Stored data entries
---*---
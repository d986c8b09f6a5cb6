// HTML writer for pages - pure string building, no I/O.
// Output must stay deterministic: equal pages give byte-identical documents.

use std::borrow::Cow;

use super::page::{Element, Page};

pub const STYLESHEET_HREF: &str = "/static/style.css";

/// Escapes text for use in element content and quoted attribute values.
pub fn escape(text: &str) -> Cow<'_, str> {
    if !text.contains(['&', '<', '>', '"', '\'']) {
        return Cow::Borrowed(text);
    }

    let mut out = String::with_capacity(text.len() + 16);
    for c in text.chars() {
        match c {
            '&' => out.push_str("&amp;"),
            '<' => out.push_str("&lt;"),
            '>' => out.push_str("&gt;"),
            '"' => out.push_str("&quot;"),
            '\'' => out.push_str("&#39;"),
            _ => out.push(c),
        }
    }
    Cow::Owned(out)
}

fn render_element(element: &Element) -> String {
    match element {
        Element::Title(text) => format!("<h1>{}</h1>\n", escape(text)),
        Element::Paragraph(text) => format!("<p>{}</p>\n", escape(text)),
        Element::Info(text) => format!(
            "<div class=\"alert alert-info\" role=\"status\">{}</div>\n",
            escape(text)
        ),
    }
}

/// Renders a complete HTML5 document for the page.
pub fn to_html(page: &Page) -> String {
    let layout = page.config.layout.as_str();
    let mut out = String::with_capacity(1024);

    out.push_str("<!DOCTYPE html>\n<html lang=\"en\">\n<head>\n");
    out.push_str("<meta charset=\"utf-8\">\n");
    out.push_str("<meta name=\"viewport\" content=\"width=device-width, initial-scale=1\">\n");
    out.push_str(&format!("<meta name=\"layout\" content=\"{}\">\n", layout));
    out.push_str(&format!("<title>{}</title>\n", escape(&page.config.title)));
    out.push_str(&format!(
        "<link rel=\"stylesheet\" href=\"{}\">\n",
        STYLESHEET_HREF
    ));
    out.push_str("</head>\n<body>\n");
    out.push_str(&format!(
        "<main class=\"block-container layout-{0}\" data-layout=\"{0}\">\n",
        layout
    ));

    for element in &page.elements {
        out.push_str(&render_element(element));
    }

    out.push_str("</main>\n</body>\n</html>\n");
    out
}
---*---
In the records above, collect each line with "content".

- Result below:
/// Escapes text for use in element content and quoted attribute values.
    out.push_str("<meta name=\"viewport\" content=\"width=device-width, initial-scale=1\">\n");
    out.push_str(&format!("<meta name=\"layout\" content=\"{}\">\n", layout));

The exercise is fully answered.